The correct answer is that the BBC can go boil their heads.

Tim Worstall

17 comments to Samizdata quote of the day

  • Julie near Chicago

    Who are you, and what have you done with Mr. Wooster?

  • Sam Duncan

    “It cannot be right that the UK’s media industry is competing against global giants with one hand tied behind its back.”

    Quite right, Lord Hall. So let’s abolish the BBC, denationalize Channel 4, and free the British media industry.

    Er. That is what he meant, right?

  • Outlining the scale of competition, he will reference studies which found Netflix is spending $8bn a year on content, Amazon is spending $5bn, and Britain’s public service broadcasters combined, including the BBC and Channel 4, are spending £2.5bn.

    Given that the BBC’s income in 2018 was £3.83 billion in License Fee revenue (i.e. the Telly Tax) and £1.23 billion for a sum total of £5.06 billion, I would concur with BBC CEO Lord Haw Haw that the BBC isn’t investing enough in quality content, indeed I given that half of the BBC’s income seems to have been trousered, I would suggest that some form of criminal inquiry is instigated.

    Maybe if the lefties at Auntie Beeb weren’t spunking away huge amounts of dosh acquired from taxpayers / TV License holders at the point of a gun then there might be more available for that quality content Lord ‘Call Me Tony’ Hall is so desirous of.

    The only solution to this dreadful situation is abolition of the License Fee, then his lordship can compete on that level playing field just like Netflix and Amazon.

  • Stonyground

    My thought was similar to that of Sam Duncan. What exactly does Lord Hall want? He seems to be saying that the BBC is being hampered by not being able to be like Amazon and Netflix but presumably doesn’t want the necessary changes to happen.

    John Galt
    “The only solution to this dreadful situation is abolition of the License Fee, then his lordship can compete on that level playing field just like Netflix and Amazon.”

    Exactly, and surely he can’t complain that this doesn’t happen if he himself is not advocating for it to happen.

  • Mal Reynolds

    Netflix cost per household per year: ~£120 (~£10 per month)
    Amazon Prime cost per household per year: ~£80
    BBC license cost per household per year: ~£150

    It’s already more expensive and, unlike Netflix and Amazon, you’re not allowed to opt out. Bugger off.

  • Stephen Munslow

    Slightly offtopic: I’ve been trying to log into Tim Worstall’s blog for 2-3 weeks now, from two computers and an iPad, but without success. The connection is always timed out. Has anyone else had this problem?

  • Legally Licence Free

    Mal:

    unlike Netflix and Amazon, you’re not allowed to opt out

    Actually, if you just watch Amazon and/or Netflix you are allowed to opt out.

  • Mr Ed

    The BBC’s position makes as much sense as a Herefordshire cider maker asking for subsidies so he can compete with Apple.
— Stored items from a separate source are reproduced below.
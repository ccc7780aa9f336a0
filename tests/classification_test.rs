//! Query classification tests
//!
//! Exercises sanitize → classify through the public API.

use onion_lib::modules::query::{classify, sanitize, Query, QueryCategory};

#[test]
fn test_classifies_common_inputs() {
    let cases = [
        ("192.168.0.1", QueryCategory::Ip),
        ("255.255.255.255", QueryCategory::Ip),
        ("256.1.1.1", QueryCategory::Unrecognized),
        ("+79001234567", QueryCategory::Phone),
        ("8-900-123-45-67", QueryCategory::Phone),
        ("7(900)1234567", QueryCategory::Phone),
        ("+1 555 123 4567", QueryCategory::Unrecognized),
        ("user.name+tag@mail.example.org", QueryCategory::Email),
        ("user@localhost", QueryCategory::Unrecognized),
        ("hello world", QueryCategory::Unrecognized),
        ("", QueryCategory::Unrecognized),
    ];

    for (input, expected) in cases {
        assert_eq!(classify(input), expected, "input: {:?}", input);
    }
}

#[test]
fn test_markup_is_stripped_before_classification() {
    let query = Query::parse("<user@example.com>").unwrap();
    assert_eq!(query.as_str(), "user@example.com");
    assert_eq!(query.category(), QueryCategory::Email);
}

#[test]
fn test_blank_input_has_no_query() {
    assert!(Query::parse("   ").is_none());
    assert!(Query::parse("<>\"'&").is_none());
}

#[test]
fn test_sanitize_is_idempotent() {
    for input in ["<script>", "a&b", "plain", "\"quoted\""] {
        let once = sanitize(input);
        assert_eq!(sanitize(&once), once);
    }
}
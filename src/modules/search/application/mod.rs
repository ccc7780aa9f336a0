pub mod dispatcher;
pub mod ports;
pub mod result_pane;
pub mod service;

pub use dispatcher::QueryDispatcher;
pub use ports::SearchBackend;
pub use result_pane::ResultPane;
pub use service::SearchService;
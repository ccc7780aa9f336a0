use crate::shared::errors::AppError;
use serde::Serialize;

/// Normalized outcome of one search submission
#[derive(Debug, Clone, PartialEq, Serialize)]
#[serde(tag = "outcome", rename_all = "snake_case")]
pub enum SearchResult {
    Ip(IpResult),
    Records(RecordListResult),
    Empty,
    Error(ErrorResult),
}

impl SearchResult {
    pub fn error(kind: FailureKind, message: impl Into<String>) -> Self {
        SearchResult::Error(ErrorResult::new(kind, message))
    }

    pub fn is_success(&self) -> bool {
        matches!(self, SearchResult::Ip(_) | SearchResult::Records(_))
    }

    /// Short label for logs
    pub fn outcome(&self) -> &'static str {
        match self {
            SearchResult::Ip(_) => "geolocation",
            SearchResult::Records(_) => "records",
            SearchResult::Empty => "nothing found",
            SearchResult::Error(err) => err.kind.as_str(),
        }
    }
}

/// Geolocation of an IP address; every field may be missing
#[derive(Debug, Clone, Default, PartialEq, Serialize)]
pub struct IpResult {
    pub query: String,
    pub country: Option<String>,
    pub region: Option<String>,
    pub city: Option<String>,
    pub isp: Option<String>,
    pub lat: Option<f64>,
    pub lon: Option<f64>,
    pub timezone: Option<String>,
}

impl IpResult {
    pub fn new(query: impl Into<String>) -> Self {
        Self {
            query: query.into(),
            ..Default::default()
        }
    }

    pub fn coordinates(&self) -> Option<(f64, f64)> {
        self.lat.zip(self.lon)
    }
}

#[derive(Debug, Clone, Default, PartialEq, Serialize)]
pub struct RecordListResult {
    pub records: Vec<SourceRecord>,
}

impl RecordListResult {
    pub fn new(records: Vec<SourceRecord>) -> Self {
        Self { records }
    }

    pub fn len(&self) -> usize {
        self.records.len()
    }

    pub fn is_empty(&self) -> bool {
        self.records.is_empty()
    }
}

/// One leak/database hit: where it came from and its fields in backend order
#[derive(Debug, Clone, PartialEq, Serialize)]
pub struct SourceRecord {
    pub source_label: Option<String>,
    pub fields: Vec<RecordField>,
}

impl SourceRecord {
    pub fn new(source_label: Option<String>, fields: Vec<RecordField>) -> Self {
        Self {
            source_label,
            fields,
        }
    }
}

#[derive(Debug, Clone, PartialEq, Eq, Serialize)]
pub struct RecordField {
    pub key: String,
    pub value: Option<String>,
}

impl RecordField {
    pub fn new(key: impl Into<String>, value: Option<String>) -> Self {
        Self {
            key: key.into(),
            value,
        }
    }
}

#[derive(Debug, Clone, PartialEq, Eq, Serialize)]
pub struct ErrorResult {
    pub kind: FailureKind,
    pub message: String,
}

impl ErrorResult {
    pub fn new(kind: FailureKind, message: impl Into<String>) -> Self {
        Self {
            kind,
            message: message.into(),
        }
    }
}

/// Why a submission ended without results
#[derive(Debug, Clone, Copy, PartialEq, Eq, Hash, Serialize)]
#[serde(rename_all = "snake_case")]
pub enum FailureKind {
    /// Empty or unrecognized query; nothing was sent
    Validation,
    /// Session is not logged in; nothing was sent
    AuthRequired,
    /// Backend answered with an explicit error
    Backend,
    /// Transport failure or non-OK HTTP status
    Network,
    /// Client-side search quota exhausted; nothing was sent
    RateLimited,
}

impl FailureKind {
    pub fn as_str(self) -> &'static str {
        match self {
            FailureKind::Validation => "validation error",
            FailureKind::AuthRequired => "authorization required",
            FailureKind::Backend => "backend error",
            FailureKind::Network => "network error",
            FailureKind::RateLimited => "rate limited",
        }
    }
}

impl From<AppError> for ErrorResult {
    fn from(err: AppError) -> Self {
        let kind = match &err {
            AppError::ValidationError(_) => FailureKind::Validation,
            AppError::Unauthorized(_) => FailureKind::AuthRequired,
            AppError::BackendError(_) | AppError::SerializationError(_) => FailureKind::Backend,
            AppError::RateLimitError(_) => FailureKind::RateLimited,
            AppError::NetworkError(_)
            | AppError::RenderError(_)
            | AppError::ConfigError(_)
            | AppError::IoError(_) => FailureKind::Network,
        };
        ErrorResult::new(kind, err.message())
    }
}

#[cfg(test)]
mod tests {
    use super::*;

    #[test]
    fn test_coordinates_need_both_parts() {
        let mut ip = IpResult::new("8.8.8.8");
        ip.lat = Some(37.751);
        assert_eq!(ip.coordinates(), None);
        ip.lon = Some(-97.822);
        assert_eq!(ip.coordinates(), Some((37.751, -97.822)));
    }

    #[test]
    fn test_app_error_maps_to_failure_kind() {
        let err: ErrorResult = AppError::NetworkError("HTTP 502 Bad Gateway".into()).into();
        assert_eq!(err.kind, FailureKind::Network);
        assert_eq!(err.message, "HTTP 502 Bad Gateway");

        let err: ErrorResult = AppError::SerializationError("expected value".into()).into();
        assert_eq!(err.kind, FailureKind::Backend);
    }

    #[test]
    fn test_serializes_with_outcome_tag() {
        let json = serde_json::to_value(SearchResult::Empty).unwrap();
        assert_eq!(json["outcome"], "empty");

        let json =
            serde_json::to_value(SearchResult::error(FailureKind::AuthRequired, "no")).unwrap();
        assert_eq!(json["outcome"], "error");
        assert_eq!(json["kind"], "auth_required");
        assert_eq!(json["message"], "no");
    }
}
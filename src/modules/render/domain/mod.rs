mod view;

pub use view::{DisplayRow, RecordBlock, RenderedView, Tone, TreeLine, TreeMarker};
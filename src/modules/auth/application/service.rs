use super::ports::{AuthGateway, SessionGateway};
use crate::modules::auth::domain::Credentials;
use crate::shared::domain::value_objects::{Locale, Message};
use crate::shared::errors::{AppError, AppResult};
use crate::shared::utils::LogContext;
use log::debug;
use std::sync::Arc;

#[derive(Debug, Clone, Copy)]
enum AuthAction {
    Login,
    Register,
}

impl AuthAction {
    fn name(self) -> &'static str {
        match self {
            AuthAction::Login => "login",
            AuthAction::Register => "register",
        }
    }
}

/// Login gate: validates credentials locally, then talks to the backend
pub struct AuthService {
    gateway: Arc<dyn AuthGateway>,
    session: Arc<dyn SessionGateway>,
    locale: Locale,
}

impl AuthService {
    pub fn new(
        gateway: Arc<dyn AuthGateway>,
        session: Arc<dyn SessionGateway>,
        locale: Locale,
    ) -> Self {
        Self {
            gateway,
            session,
            locale,
        }
    }

    /// Returns the backend's success message
    pub async fn login(&self, email: &str, password: &str) -> AppResult<String> {
        let credentials = Credentials::for_login(email, password, self.locale)?;
        self.authenticate(AuthAction::Login, credentials).await
    }

    pub async fn register(&self, email: &str, password: &str) -> AppResult<String> {
        let credentials = Credentials::for_registration(email, password, self.locale)?;
        self.authenticate(AuthAction::Register, credentials).await
    }

    pub async fn logout(&self) -> AppResult<()> {
        let result = self.gateway.logout().await;
        LogContext::auth_operation("logout", None, result.is_ok());
        result
    }

    pub async fn is_logged_in(&self) -> AppResult<bool> {
        self.session.is_authenticated().await
    }

    /// Email of the logged-in user; failures are not worth reporting
    pub async fn current_user(&self) -> Option<String> {
        match self.gateway.user_email().await {
            Ok(email) => email,
            Err(err) => {
                debug!("Could not fetch user info: {}", err);
                None
            }
        }
    }

    async fn authenticate(
        &self,
        action: AuthAction,
        credentials: Credentials,
    ) -> AppResult<String> {
        let reply = match action {
            AuthAction::Login => self.gateway.login(&credentials).await,
            AuthAction::Register => self.gateway.register(&credentials).await,
        };

        match reply {
            Ok(reply) if reply.success => {
                LogContext::auth_operation(action.name(), Some(&credentials.email), true);
                Ok(reply.message)
            }
            Ok(reply) => {
                LogContext::auth_operation(action.name(), Some(&credentials.email), false);
                let message = if reply.message.trim().is_empty() {
                    self.locale.text(Message::AuthRequired).to_string()
                } else {
                    reply.message
                };
                Err(AppError::Unauthorized(message))
            }
            Err(err) => {
                LogContext::error_with_context(&err, &format!("{} request failed", action.name()));
                Err(AppError::NetworkError(
                    self.locale.text(Message::NetworkFailure).to_string(),
                ))
            }
        }
    }
}
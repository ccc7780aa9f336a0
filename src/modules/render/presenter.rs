use super::domain::{RenderedView, Tone};
use super::formatters::{HtmlFormatter, ReportContext, TextFormatter};
use super::renderer::render;
use crate::modules::search::domain::Submission;
use crate::shared::domain::value_objects::Locale;
use crate::shared::errors::{AppError, AppResult};
use log::info;
use serde::Serialize;
use std::path::PathBuf;

/// How results leave the process
#[derive(Debug, Clone, Default)]
pub struct OutputOptions {
    /// Print the submission and its view as JSON instead of text
    pub json: bool,
    /// Also write a standalone HTML report here
    pub html: Option<PathBuf>,
    pub color: bool,
}

#[derive(Serialize)]
struct JsonOutput<'a> {
    submission: &'a Submission,
    view: &'a RenderedView,
}

#[derive(Serialize)]
struct JsonMessage<'a> {
    tone: Tone,
    text: &'a str,
}

/// Turns submissions and status messages into printable output
pub struct Presenter {
    options: OutputOptions,
    locale: Locale,
    text: TextFormatter,
    html: Option<HtmlFormatter>,
}

impl Presenter {
    pub fn new(options: OutputOptions, locale: Locale) -> AppResult<Self> {
        let html = match options.html {
            Some(_) => Some(HtmlFormatter::new()?),
            None => None,
        };

        Ok(Self {
            text: TextFormatter::new(options.color),
            options,
            locale,
            html,
        })
    }

    pub fn locale(&self) -> Locale {
        self.locale
    }

    /// Render a submission for the terminal, writing the HTML report if asked
    pub fn present(&self, submission: &Submission) -> AppResult<String> {
        let view = render(&submission.result, self.locale);

        if let (Some(formatter), Some(path)) = (&self.html, &self.options.html) {
            let report = ReportContext::new(submission, &view, self.locale);
            std::fs::write(path, formatter.format(&report, &view)?)?;
            info!("HTML report written to {}", path.display());
        }

        if self.options.json {
            let output = JsonOutput {
                submission,
                view: &view,
            };
            return Ok(serde_json::to_string_pretty(&output)?);
        }

        Ok(self.text.format(&view))
    }

    pub fn success(&self, text: &str) -> String {
        self.message(Tone::Success, text)
    }

    pub fn notice(&self, text: &str) -> String {
        self.message(Tone::Notice, text)
    }

    pub fn error(&self, error: &AppError) -> String {
        self.message(Tone::Error, error.message())
    }

    fn message(&self, tone: Tone, text: &str) -> String {
        if self.options.json {
            let output = JsonMessage { tone, text };
            return serde_json::to_string(&output).unwrap_or_default();
        }
        self.text.message(tone, text)
    }
}
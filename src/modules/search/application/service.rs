use super::{dispatcher::QueryDispatcher, ports::SearchBackend, result_pane::ResultPane};
use crate::modules::auth::application::ports::SessionGateway;
use crate::modules::query::{Query, QueryCategory};
use crate::modules::search::domain::{
    ErrorResult, FailureKind, SearchEndpoint, SearchResult, Submission,
};
use crate::shared::domain::value_objects::{Locale, Message};
use crate::shared::utils::{LogContext, SearchThrottle};
use chrono::Utc;
use log::debug;
use std::sync::Arc;
use tokio::sync::Mutex;
use tokio_util::sync::CancellationToken;

/// The search pipeline: sanitize, classify, check the session, dispatch,
/// and publish the outcome to the result pane.
///
/// Every submission gets a fresh cancellation token and cancels the previous
/// one, so a slow older request never overwrites a newer result.
pub struct SearchService {
    session: Arc<dyn SessionGateway>,
    dispatcher: QueryDispatcher,
    throttle: SearchThrottle,
    locale: Locale,
    pane: ResultPane,
    latest: Mutex<LatestSubmission>,
}

#[derive(Default)]
struct LatestSubmission {
    id: u64,
    token: CancellationToken,
}

impl SearchService {
    pub fn new(
        session: Arc<dyn SessionGateway>,
        backend: Arc<dyn SearchBackend>,
        throttle: SearchThrottle,
        locale: Locale,
    ) -> Self {
        Self {
            session,
            dispatcher: QueryDispatcher::new(backend),
            throttle,
            locale,
            pane: ResultPane::new(),
            latest: Mutex::new(LatestSubmission::default()),
        }
    }

    pub fn pane(&self) -> &ResultPane {
        &self.pane
    }

    pub fn locale(&self) -> Locale {
        self.locale
    }

    /// Run one submission end to end and show it in the pane.
    ///
    /// Returns `None` when a newer submission superseded this one first.
    pub async fn submit(&self, raw: &str) -> Option<Submission> {
        let (id, token) = self.begin_submission().await;
        let submitted_at = Utc::now();

        let (query, category, result) = tokio::select! {
            biased;
            _ = token.cancelled() => {
                debug!("Submission #{} superseded before completion", id);
                return None;
            }
            evaluated = self.evaluate(raw) => evaluated,
        };

        let submission = Submission {
            id,
            query,
            category,
            submitted_at,
            result,
        };

        if token.is_cancelled() || !self.pane.present(submission.clone()).await {
            debug!("Submission #{} finished after a newer one, dropped", id);
            return None;
        }
        Some(submission)
    }

    /// Cancel anything in flight and blank the pane (used on logout)
    pub async fn reset(&self) {
        self.latest.lock().await.token.cancel();
        self.pane.clear().await;
    }

    async fn begin_submission(&self) -> (u64, CancellationToken) {
        let mut latest = self.latest.lock().await;
        latest.token.cancel();
        latest.id += 1;
        latest.token = CancellationToken::new();
        (latest.id, latest.token.clone())
    }

    async fn evaluate(&self, raw: &str) -> (String, QueryCategory, SearchResult) {
        let Some(query) = Query::parse(raw) else {
            LogContext::search_operation(raw.trim(), None, Some("empty query"));
            return (
                String::new(),
                QueryCategory::Unrecognized,
                self.failure(FailureKind::Validation, Message::EmptyQuery),
            );
        };

        let category = query.category();
        let Some(endpoint) = SearchEndpoint::for_category(category) else {
            LogContext::search_operation(query.as_str(), None, Some("unrecognized format"));
            return (
                query.to_string(),
                category,
                self.failure(FailureKind::Validation, Message::UnrecognizedQuery),
            );
        };

        let result = self.authorized_dispatch(endpoint, &query).await;
        LogContext::search_operation(
            query.as_str(),
            Some(&category.to_string()),
            Some(result.outcome()),
        );
        (query.to_string(), category, result)
    }

    async fn authorized_dispatch(&self, endpoint: SearchEndpoint, query: &Query) -> SearchResult {
        // Asked on every submission; a session can expire between searches
        match self.session.is_authenticated().await {
            Ok(true) => {}
            Ok(false) => return self.failure(FailureKind::AuthRequired, Message::AuthRequired),
            Err(err) => {
                LogContext::error_with_context(&err, "Session check failed");
                return SearchResult::Error(ErrorResult::from(err));
            }
        }

        if let Err(err) = self.throttle.check() {
            debug!("{}", err);
            return self.failure(FailureKind::RateLimited, Message::RateLimited);
        }

        self.dispatcher.dispatch(endpoint, query).await
    }

    fn failure(&self, kind: FailureKind, message: Message) -> SearchResult {
        SearchResult::error(kind, self.locale.text(message))
    }
}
It is a quite astounding display of arrogance to claim that if they get enough free money, they can make stuff better. Does that work with cars?

    I have not had a television for over 8 years. I do not miss it, I would advise everyone to drop TV altogether. When I do hear the BBC, on my car radio (I don’t log on to their website as they require registration) and I hear the tedious prejudice and bias on the radio, I remind myself that I am not paying for it. At work, colleagues occasionally ask me ‘Did you see…?” and then stop themselves and say ‘Oh, but you haven’t got a TV‘ and I smile. When I go to a hotel, if I do turn on the TV, I am struck by how dull, repetitive and absurdly inflexible it is, with commercial channels having synchronised adverts. The only adverts that I remember were endlessly repeated for some form of loans, a firm called Ocean Finance, who endlessly plugged loans to people who could afford Sky but could not manage their finances. I occasionally see references in other media to people who are on ‘the telly’ and I have no idea who they are, or why they are on TV, I do feel quite apart in that way. I fill my head, as and when I wish to, with what I choose and find, not what others choose to send me.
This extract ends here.